O pedido por participação e transparência já é uma demanda reiterada pelas lideranças. Na audiência, Maria Santana Alves, da comunidade Vale do Sol, de São Joaquim de Bicas, falou dos impactos vivenciados e destacou a necessidade de informações sobre os danos e as ações nos territórios. 

“A gente precisa de uma definição sobre o que está acontecendo conosco, no nosso terreno. E, mesmo porque, agora vem o Anexo I.1, que são os projetos de demandas dos atingidos. Nós estamos com os projetos pensados, mas como fazer o projeto se não sabemos se pode usar o território?”, questionou. 

“Nós somos comunidades vulneráveis, que não dá conta de digerir esse processo todo. A ATI é a nossa mão direita, a nossa ferramenta de trabalho e nossa voz. Limitar as ATIs é limitar os atingidos. Peço e gostaria que as ATIs nos assessorassem no processo”, completou a atingida, reforçando a demanda por garantia de acompanhamento em demandas essenciais para o território. O Plano de Trabalho do processo, que tem a expectativa de homologação, vai possibilitar que a ATI atue, inclusive, em assuntos referentes à Reparação Socioambiental. 

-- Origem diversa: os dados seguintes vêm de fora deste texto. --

//! Error handling for apigee
//!
//! The error system follows two rules:
//! 1. **Strongly-typed errors** ([`ApigeeError`]) for failures callers may want to
//!    tell apart, carried inside [`anyhow::Error`] and recovered with `downcast_ref`
//! 2. **User-friendly messages** ([`ErrorContext`]) with an actionable suggestion
//!    for everything that reaches the terminal
//!
//! # Error Categories
//!
//! - **Remote**: [`ApigeeError::RemoteError`] (non-2xx response) and
//!   [`ApigeeError::NetworkError`] (no response at all)
//! - **Preconditions**: [`ApigeeError::PathExists`] when a pull would clobber
//!   an earlier one and `--force` is not set
//! - **Configuration defects**: [`ApigeeError::ConfigurationDefect`] when an
//!   exported proxy file lacks an attribute or element the pull depends on
//! - **Local setup**: [`ApigeeError::ConfigError`], [`ApigeeError::ArchiveError`],
//!   [`ApigeeError::IoError`], [`ApigeeError::TomlError`]
//!
//! A file that fails to parse as XML while scanning for dependencies is *not*
//! an error; the scanner skips it.
//!
//! # Examples
//!
//! ```rust,no_run
//! use apigee_cli::core::{ApigeeError, user_friendly_error};
//!
//! fn fetch() -> anyhow::Result<()> {
//!     Err(ApigeeError::RemoteError {
//!         status: 404,
//!         url: "https://api.enterprise.apigee.com/v1/organizations/acme/apis/x".to_string(),
//!     }
//!     .into())
//! }
//!
//! if let Err(e) = fetch() {
//!     user_friendly_error(e).display();
//! }
//! ```

use colored::Colorize;
use std::fmt;
use thiserror::Error;

/// The main error type for apigee operations
#[derive(Error, Debug)]
pub enum ApigeeError {
    /// The management API answered with a non-2xx status.
    ///
    /// Always fatal for a pull; there is no retry.
    #[error("Apigee returned HTTP {status} for {url}")]
    RemoteError {
        /// HTTP status code of the response
        status: u16,
        /// Request URL
        url: String,
    },

    /// The request never produced a response (DNS, TLS, connection reset, ...).
    #[error("Network error during {operation}: {reason}")]
    NetworkError {
        /// What was being requested
        operation: String,
        /// Transport error text
        reason: String,
    },

    /// A pull would overwrite an artifact of an earlier pull.
    #[error("Refusing to overwrite existing path: {path}")]
    PathExists {
        /// The conflicting path
        path: String,
    },

    /// An exported configuration file lacks something the pull requires.
    #[error("Invalid configuration in {file}: {reason}")]
    ConfigurationDefect {
        /// File that carries the defect
        file: String,
        /// What is missing
        reason: String,
    },

    /// A proxy bundle could not be unpacked.
    #[error("Failed to extract bundle {path}: {reason}")]
    ArchiveError {
        /// Archive path
        path: String,
        /// Underlying zip error
        reason: String,
    },

    /// Missing or invalid client configuration.
    #[error("Configuration error: {message}")]
    ConfigError {
        /// Description of the configuration error
        message: String,
    },

    /// IO error
    #[error("IO error: {0}")]
    IoError(#[from] std::io::Error),

    /// TOML parsing error
    #[error("TOML parsing error: {0}")]
    TomlError(#[from] toml::de::Error),

    /// Generic error for anything else
    #[error("{message}")]
    Other {
        /// Error message
        message: String,
    },
}

impl ApigeeError {
    /// Whether this is an HTTP 404 from the management API.
    ///
    /// Upsert-style callers treat "not found" differently from every other failure.
    #[must_use]
    pub const fn is_not_found(&self) -> bool {
        matches!(self, Self::RemoteError { status: 404, .. })
    }

    /// HTTP status of a [`ApigeeError::RemoteError`], `None` for every other variant.
    #[must_use]
    pub const fn status(&self) -> Option<u16> {
        match self {
            Self::RemoteError { status, .. } => Some(*status),
            _ => None,
        }
    }

    /// Shorthand for [`ApigeeError::PathExists`].
    pub fn path_exists(path: &std::path::Path) -> Self {
        Self::PathExists {
            path: path.display().to_string(),
        }
    }
}

impl Clone for ApigeeError {
    fn clone(&self) -> Self {
        match self {
            Self::RemoteError { status, url } => Self::RemoteError {
                status: *status,
                url: url.clone(),
            },
            Self::NetworkError { operation, reason } => Self::NetworkError {
                operation: operation.clone(),
                reason: reason.clone(),
            },
            Self::PathExists { path } => Self::PathExists { path: path.clone() },
            Self::ConfigurationDefect { file, reason } => Self::ConfigurationDefect {
                file: file.clone(),
                reason: reason.clone(),
            },
            Self::ArchiveError { path, reason } => Self::ArchiveError {
                path: path.clone(),
                reason: reason.clone(),
            },
            Self::ConfigError { message } => Self::ConfigError {
                message: message.clone(),
            },
            // io::Error and toml errors are not Clone; keep their text
            Self::IoError(e) => Self::IoError(std::io::Error::new(e.kind(), e.to_string())),
            Self::TomlError(e) => Self::Other {
                message: format!("TOML parsing error: {e}"),
            },
            Self::Other { message } => Self::Other {
                message: message.clone(),
            },
        }
    }
}

/// An [`ApigeeError`] plus the guidance shown to the operator.
///
/// Details are printed in yellow, suggestions in green.
#[derive(Debug)]
pub struct ErrorContext {
    /// The underlying error
    pub error: ApigeeError,
    /// Optional suggestion for resolving the error
    pub suggestion: Option<String>,
    /// Optional additional details about the error
    pub details: Option<String>,
}

impl ErrorContext {
    /// Create a context with no suggestion or details.
    #[must_use]
    pub const fn new(error: ApigeeError) -> Self {
        Self {
            error,
            suggestion: None,
            details: None,
        }
    }

    /// Add a suggestion for resolving the error
    pub fn with_suggestion(mut self, suggestion: impl Into<String>) -> Self {
        self.suggestion = Some(suggestion.into());
        self
    }

    /// Add additional details explaining the error
    pub fn with_details(mut self, details: impl Into<String>) -> Self {
        self.details = Some(details.into());
        self
    }

    /// Print the context to stderr with terminal colors.
    pub fn display(&self) {
        eprintln!("{}: {}", "error".red().bold(), self.error);

        if let Some(details) = &self.details {
            eprintln!("{}: {}", "details".yellow(), details);
        }

        if let Some(suggestion) = &self.suggestion {
            eprintln!("{}: {}", "suggestion".green(), suggestion);
        }
    }
}

impl fmt::Display for ErrorContext {
    fn fmt(&self, f: &mut fmt::Formatter<'_>) -> fmt::Result {
        write!(f, "{}", self.error)?;

        if let Some(details) = &self.details {
            write!(f, "\nDetails: {details}")?;
        }

        if let Some(suggestion) = &self.suggestion {
            write!(f, "\nSuggestion: {suggestion}")?;
        }

        Ok(())
    }
}

impl std::error::Error for ErrorContext {}

/// Convert any error into an [`ErrorContext`] suitable for the terminal.
///
/// Known [`ApigeeError`] variants get a tailored suggestion; IO errors get a
/// generic one; anything else is reported with its full `Caused by` chain.
#[must_use]
pub fn user_friendly_error(error: anyhow::Error) -> ErrorContext {
    if let Some(apigee_error) = error.downcast_ref::<ApigeeError>() {
        return create_error_context(apigee_error.clone());
    }

    if let Some(io_error) = error.downcast_ref::<std::io::Error>() {
        match io_error.kind() {
            std::io::ErrorKind::PermissionDenied => {
                return ErrorContext::new(ApigeeError::Other {
                    message: error.to_string(),
                })
                .with_suggestion("Check ownership and permissions of the work tree");
            }
            std::io::ErrorKind::NotFound => {
                return ErrorContext::new(ApigeeError::Other {
                    message: error.to_string(),
                })
                .with_suggestion("Check that the file or directory exists and the path is correct");
            }
            _ => {}
        }
    }

    let mut message = error.to_string();
    let chain: Vec<String> =
        error.chain().skip(1).map(std::string::ToString::to_string).collect();

    if !chain.is_empty() {
        message.push_str("\n\nCaused by:");
        for (i, cause) in chain.iter().enumerate() {
            message.push_str(&format!("\n  {}: {}", i + 1, cause));
        }
    }

    ErrorContext::new(ApigeeError::Other {
        message,
    })
}

fn create_error_context(error: ApigeeError) -> ErrorContext {
    match &error {
        ApigeeError::RemoteError { status: 401 | 403, .. } => ErrorContext::new(error)
            .with_suggestion(
                "Check APIGEE_USERNAME/APIGEE_PASSWORD or APIGEE_TOKEN, \
                 and that the account can read this organization",
            ),
        ApigeeError::RemoteError { status: 404, .. } => ErrorContext::new(error)
            .with_suggestion("Check the organization, proxy name, revision and environment")
            .with_details("The management API does not know the requested resource"),
        ApigeeError::RemoteError { .. } => ErrorContext::new(error)
            .with_details("Nothing written before the failure has been rolled back"),
        ApigeeError::NetworkError { .. } => ErrorContext::new(error)
            .with_suggestion("Check your network connection and the configured base_url"),
        ApigeeError::PathExists { .. } => ErrorContext::new(error)
            .with_suggestion("Remove the existing path or re-run with --force to overwrite")
            .with_details("A previous pull already wrote this artifact"),
        ApigeeError::ConfigurationDefect { .. } => ErrorContext::new(error)
            .with_suggestion("Fix the proxy configuration in Apigee and export a new revision"),
        ApigeeError::ArchiveError { .. } => ErrorContext::new(error)
            .with_details("The exported bundle is not a readable zip archive"),
        ApigeeError::ConfigError { .. } => ErrorContext::new(error).with_suggestion(
            "Set org and credentials in ~/.apigee/config.toml \
             or via APIGEE_ORG, APIGEE_USERNAME, APIGEE_PASSWORD",
        ),
        ApigeeError::TomlError(_) => ErrorContext::new(error)
            .with_suggestion("Check the TOML syntax of your apigee config file"),
        _ => ErrorContext::new(error),
    }
}
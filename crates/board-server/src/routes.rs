use std::borrow::Cow;
use std::path::Path;

use axum::{
    Json, Router,
    extract::State,
    response::Html,
    routing::get,
};
use serde_json::{Value, json};
use tower_http::cors::CorsLayer;
use tower_http::services::ServeDir;
use tower_http::trace::TraceLayer;

use board_gateway::MemoryStore;
use board_types::api::{BoardView, InitConfig};
use board_types::models::{Comment, Direction, comment_fields};
use board_widget::boot::INIT_CONFIG_PATH;
use board_widget::escape::{escape_html, escape_html_opt};
use board_widget::{BoardState, ClockStyle, TimeLabel, render};

use crate::live;

pub const LIVE_PATH: &str = "/live";

#[derive(Clone)]
pub struct AppState {
    pub store: MemoryStore,
    pub config: InitConfig,
    pub clock: ClockStyle,
}

impl AppState {
    fn comments(&self) -> Vec<Comment> {
        self.store
            .snapshot(&self.config.collection, comment_fields::CREATED_AT, Direction::Descending)
            .documents
            .iter()
            .map(Comment::from_document)
            .collect()
    }
}

pub fn app(state: AppState, static_dir: &Path) -> Router {
    Router::new()
        .route("/", get(index))
        .route(INIT_CONFIG_PATH, get(init_config))
        .route("/comments", get(list_comments))
        .route("/health", get(health))
        .route(LIVE_PATH, get(live::ws_upgrade))
        .nest_service("/static", ServeDir::new(static_dir))
        .layer(CorsLayer::permissive())
        .layer(TraceLayer::new_for_http())
        .with_state(state)
}

async fn init_config(State(state): State<AppState>) -> Json<InitConfig> {
    Json(state.config)
}

async fn list_comments(State(state): State<AppState>) -> Json<Vec<Comment>> {
    Json(state.comments())
}

/// Liveness plus a view of how many clients the store is serving.
async fn health(State(state): State<AppState>) -> Json<Value> {
    Json(json!({
        "status": "ok",
        "sessions": state.store.session_count(),
        "live_queries": state.store.open_query_count(),
        "viewers": state.store.child_count(&state.config.presence_path),
    }))
}

/// First paint comes from the server; the page script takes over from
/// there through the live socket.
async fn index(State(state): State<AppState>) -> Html<String> {
    let board = BoardState {
        comments: state.comments(),
        viewer_count: Some(state.store.child_count(&state.config.presence_path)),
        ..BoardState::default()
    };
    let view = render(&board, &TimeLabel::local(state.clock));
    Html(page_html(&view, &state.config))
}

fn page_html(view: &BoardView, config: &InitConfig) -> String {
    format!(
        r#"<!DOCTYPE html>
<html lang="en">
<head>
    <meta charset="utf-8">
    <title>Comments</title>
    <meta name="viewport" content="width=device-width, initial-scale=1">
</head>
<body data-live-url="{live}">
    <section class="viewers">Viewing now: <span id="viewer-count">{count}</span></section>
    <form id="comment-form">
        <input id="username" name="username" placeholder="Your name" value="{author}">
        <textarea id="message" name="message" placeholder="Write a comment"></textarea>
        <button type="submit"{disabled}>{label}</button>
    </form>
    <div id="comments-list">
{list}    </div>
    <script src="/static/board.js"></script>
</body>
</html>
"#,
        live = escape_html_opt(config.live_url.as_deref()).unwrap_or(Cow::Borrowed(LIVE_PATH)),
        count = escape_html(&view.viewer_count),
        author = escape_html(&view.form.author),
        disabled = if view.submit.disabled { " disabled" } else { "" },
        label = escape_html(&view.submit.label),
        list = view.list_html,
    )
}
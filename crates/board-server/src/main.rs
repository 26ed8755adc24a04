mod journal;
mod live;
mod routes;

use std::net::SocketAddr;
use std::path::PathBuf;
use std::sync::Arc;

use tracing::info;

use board_db::Database;
use board_gateway::{MemoryStore, StoreOptions};
use board_types::api::InitConfig;
use board_widget::ClockStyle;

use crate::journal::DbJournal;
use crate::routes::AppState;

#[tokio::main]
async fn main() -> anyhow::Result<()> {
    // Load .env if present
    let _ = dotenvy::dotenv();

    // Init logging
    tracing_subscriber::fmt()
        .with_env_filter(
            tracing_subscriber::EnvFilter::try_from_default_env()
                .unwrap_or_else(|_| "board_server=debug,board_widget=debug,board_gateway=info,tower_http=debug".into()),
        )
        .init();

    // Config
    let host = std::env::var("BOARD_HOST").unwrap_or_else(|_| "0.0.0.0".into());
    let port: u16 = std::env::var("BOARD_PORT")
        .unwrap_or_else(|_| "3000".into())
        .parse()?;
    let db_path: PathBuf = std::env::var("BOARD_DB_PATH")
        .unwrap_or_else(|_| "board.db".into())
        .into();
    let static_dir: PathBuf = std::env::var("BOARD_STATIC_DIR")
        .unwrap_or_else(|_| concat!(env!("CARGO_MANIFEST_DIR"), "/static").into())
        .into();

    let mut config =
        InitConfig::new(std::env::var("BOARD_PROJECT_ID").unwrap_or_else(|_| "board-local".into()));
    if let Ok(collection) = std::env::var("BOARD_COLLECTION") {
        config.collection = collection;
    }
    if let Ok(path) = std::env::var("BOARD_PRESENCE_PATH") {
        config.presence_path = path;
    }
    config.live_url = Some(routes::LIVE_PATH.to_string());
    let clock = ClockStyle::from_env();

    // Init database and restore the comment collection
    let db = Arc::new(Database::open(&db_path)?);
    let documents = db.load_collection(&config.collection)?;
    let stored = db.count_documents(&config.collection)?;
    if documents.len() < stored {
        tracing::warn!(
            "Restored {} of {} stored documents in '{}'",
            documents.len(),
            stored,
            config.collection
        );
    } else {
        info!("Restored {} documents in '{}'", stored, config.collection);
    }

    let store = MemoryStore::with_options(StoreOptions {
        journal: Some(Arc::new(DbJournal::new(db))),
        ..StoreOptions::default()
    });
    store.restore(&config.collection, documents);

    let state = AppState {
        store,
        config,
        clock,
    };
    let app = routes::app(state, &static_dir);

    let addr: SocketAddr = format!("{}:{}", host, port).parse()?;
    info!("Board server listening on {}", addr);

    let listener = tokio::net::TcpListener::bind(addr).await?;
    axum::serve(listener, app)
        .with_graceful_shutdown(shutdown_signal())
        .await?;

    Ok(())
}

async fn shutdown_signal() {
    let ctrl_c = tokio::signal::ctrl_c();
    #[cfg(unix)]
    {
        match tokio::signal::unix::signal(tokio::signal::unix::SignalKind::terminate()) {
            Ok(mut sigterm) => {
                tokio::select! {
                    _ = ctrl_c => info!("Received Ctrl+C, shutting down..."),
                    _ = sigterm.recv() => info!("Received SIGTERM, shutting down..."),
                }
            }
            Err(e) => {
                tracing::warn!("Failed to install SIGTERM handler: {}", e);
                ctrl_c.await.ok();
                info!("Received Ctrl+C, shutting down...");
            }
        }
    }
    #[cfg(not(unix))]
    {
        ctrl_c.await.ok();
        info!("Received Ctrl+C, shutting down...");
    }
}
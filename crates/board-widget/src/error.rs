use board_gateway::GatewayError;

#[derive(Debug, thiserror::Error)]
pub enum WidgetError {
    #[error("failed to load init config: {0}")]
    Config(#[source] GatewayError),
    #[error("failed to connect to store: {0}")]
    Connect(#[source] GatewayError),
}
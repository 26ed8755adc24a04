use std::cmp::Ordering;
use std::collections::BTreeMap;

use chrono::{DateTime, Utc};
use serde::{Deserialize, Serialize};
use uuid::Uuid;

/// Field names of a comment document.
pub mod comment_fields {
    pub const AUTHOR: &str = "author";
    pub const BODY: &str = "body";
    pub const CREATED_AT: &str = "created_at";
}

/// Field names of a presence marker.
pub mod presence_fields {
    pub const CONNECTED_AT: &str = "connected_at";
    pub const CLIENT: &str = "client";
}

/// A single value stored in a document or under a key.
#[derive(Debug, Clone, PartialEq, Eq, Serialize, Deserialize)]
#[serde(tag = "kind", content = "value", rename_all = "snake_case")]
pub enum FieldValue {
    Null,
    Bool(bool),
    Integer(i64),
    Text(String),
    Timestamp(DateTime<Utc>),
    /// Write-only sentinel. The store replaces it with its own clock reading
    /// when the write commits, so it never appears in a snapshot.
    ServerTimestamp,
}

impl FieldValue {
    fn rank(&self) -> u8 {
        match self {
            Self::Null | Self::ServerTimestamp => 0,
            Self::Bool(_) => 1,
            Self::Integer(_) => 2,
            Self::Timestamp(_) => 3,
            Self::Text(_) => 4,
        }
    }

    /// Total order used by ordered queries. A missing field sorts as `Null`.
    pub fn order_cmp(a: Option<&FieldValue>, b: Option<&FieldValue>) -> Ordering {
        let a = a.unwrap_or(&FieldValue::Null);
        let b = b.unwrap_or(&FieldValue::Null);
        match (a, b) {
            (Self::Bool(x), Self::Bool(y)) => x.cmp(y),
            (Self::Integer(x), Self::Integer(y)) => x.cmp(y),
            (Self::Text(x), Self::Text(y)) => x.cmp(y),
            (Self::Timestamp(x), Self::Timestamp(y)) => x.cmp(y),
            _ => a.rank().cmp(&b.rank()),
        }
    }

    pub fn as_text(&self) -> Option<&str> {
        match self {
            Self::Text(s) => Some(s),
            _ => None,
        }
    }

    pub fn as_timestamp(&self) -> Option<DateTime<Utc>> {
        match self {
            Self::Timestamp(ts) => Some(*ts),
            _ => None,
        }
    }
}

impl From<&str> for FieldValue {
    fn from(s: &str) -> Self {
        Self::Text(s.to_string())
    }
}

impl From<String> for FieldValue {
    fn from(s: String) -> Self {
        Self::Text(s)
    }
}

pub type Fields = BTreeMap<String, FieldValue>;

#[derive(Debug, Clone, Copy, PartialEq, Eq, PartialOrd, Ord, Hash, Serialize, Deserialize)]
pub struct DocId(pub Uuid);

impl DocId {
    pub fn new() -> Self {
        Self(Uuid::new_v4())
    }
}

impl Default for DocId {
    fn default() -> Self {
        Self::new()
    }
}

impl std::fmt::Display for DocId {
    fn fmt(&self, f: &mut std::fmt::Formatter<'_>) -> std::fmt::Result {
        self.0.fmt(f)
    }
}

/// A committed document in a collection.
#[derive(Debug, Clone, PartialEq, Eq, Serialize, Deserialize)]
pub struct Document {
    pub id: DocId,
    pub fields: Fields,
}

impl Document {
    pub fn get(&self, field: &str) -> Option<&FieldValue> {
        self.fields.get(field)
    }
}

#[derive(Debug, Clone, Copy, PartialEq, Eq, Hash, Serialize, Deserialize)]
#[serde(rename_all = "snake_case")]
pub enum Direction {
    Ascending,
    Descending,
}

/// Full ordered result set of a live collection query.
#[derive(Debug, Clone, Default, PartialEq, Eq)]
pub struct CollectionSnapshot {
    pub documents: Vec<Document>,
}

impl CollectionSnapshot {
    pub fn len(&self) -> usize {
        self.documents.len()
    }

    pub fn is_empty(&self) -> bool {
        self.documents.is_empty()
    }
}

/// Reference to a child entry in the key tree.
#[derive(Debug, Clone, PartialEq, Eq, Hash, PartialOrd, Ord)]
pub struct KeyRef {
    pub path: String,
    pub key: String,
}

impl std::fmt::Display for KeyRef {
    fn fmt(&self, f: &mut std::fmt::Formatter<'_>) -> std::fmt::Result {
        write!(f, "{}/{}", self.path, self.key)
    }
}

/// Value of one key-tree location: its children, keyed by child key.
#[derive(Debug, Clone, Default, PartialEq, Eq)]
pub struct KeySnapshot {
    pub path: String,
    pub children: BTreeMap<String, Fields>,
}

impl KeySnapshot {
    pub fn child_count(&self) -> usize {
        self.children.len()
    }
}

/// A comment as read back from the store.
#[derive(Debug, Clone, PartialEq, Eq, Serialize, Deserialize)]
pub struct Comment {
    pub id: DocId,
    pub author: String,
    pub body: String,
    /// Absent until the store has committed the write.
    pub created_at: Option<DateTime<Utc>>,
}

impl Comment {
    /// Missing or mistyped fields read as empty text / no timestamp.
    pub fn from_document(doc: &Document) -> Self {
        let text = |field: &str| {
            doc.get(field)
                .and_then(FieldValue::as_text)
                .unwrap_or_default()
                .to_string()
        };
        Self {
            id: doc.id,
            author: text(comment_fields::AUTHOR),
            body: text(comment_fields::BODY),
            created_at: doc
                .get(comment_fields::CREATED_AT)
                .and_then(FieldValue::as_timestamp),
        }
    }
}

/// A comment about to be appended.
#[derive(Debug, Clone, PartialEq, Eq, Serialize, Deserialize)]
pub struct NewComment {
    pub author: String,
    pub body: String,
}

impl NewComment {
    pub fn into_fields(self) -> Fields {
        Fields::from([
            (comment_fields::AUTHOR.to_string(), FieldValue::Text(self.author)),
            (comment_fields::BODY.to_string(), FieldValue::Text(self.body)),
            (comment_fields::CREATED_AT.to_string(), FieldValue::ServerTimestamp),
        ])
    }
}

/// Ephemeral record for one live connection.
#[derive(Debug, Clone, PartialEq, Eq)]
pub struct PresenceMarker {
    pub client: String,
}

impl PresenceMarker {
    pub fn new(client: impl Into<String>) -> Self {
        Self {
            client: client.into(),
        }
    }

    pub fn into_fields(self) -> Fields {
        Fields::from([
            (presence_fields::CONNECTED_AT.to_string(), FieldValue::ServerTimestamp),
            (presence_fields::CLIENT.to_string(), FieldValue::Text(self.client)),
        ])
    }
}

Luta das atingidas é diversa 

Durante a reunião, um grupo de atingidas e atingidos das cinco regiões manifestavam em frente ao prédio do TJMG, localizado na Avenida Raja Gabaglia. Ao longo da tarde foram diversos os depoimentos, em alto e bom som, que caracterizavam as motivações para a luta das atingidas. Abaixo, alguns deles de atingidas da Região 2. 

Maria Zélia Coelho (à esquerda) e Maria Aparecida (à direita), da comunidade São Marcos (Citrolândia), Betim

– Maria Zélia Coelho, da comunidade São Marcos, de Betim:

“Nós estamos aqui hoje porque precisamos da nossa reparação, da nossa indenização já. Nossa água está suja, nós precisamos de água limpa, e a Vale não resolve. Tem que resolver essa indenização, porque tem muita gente precisando.” 

– Maria Aparecida, da comunidade São Marcos, de Betim:

“Eu tinha pé de laranja que não está dando mais. Minha bronquite, que era mais branda, agora está mais forte.” 

Cristina (à esquerda) e Sônia (à direita) durante ato do dia 22 de março

– Sônia Maria Freitas, da comunidade Paquetá, de Betim:

“A Vale acabou com vidas, famílias, peixes, natureza e com a nossa saúde também. Eu mesma estou tratando da minha saúde com remédio por causa da minha água, que foi contaminada. A gente está aqui reunido, buscando força pra nós vencermos.” 

– Cristina Maria da Silva, da comunidade Tereza Cristina, em São Joaquim de Bicas:

“A gente vêm buscando isso há cinco anos, lutando pelos nossos direitos em busca da Reparação Integral, porque se a gente não for atrás dos nossos direitos, eles não vão saber o que a gente está passando e precisando. É a gente mostrando nossa insatisfação, indignação com tudo que aconteceu.”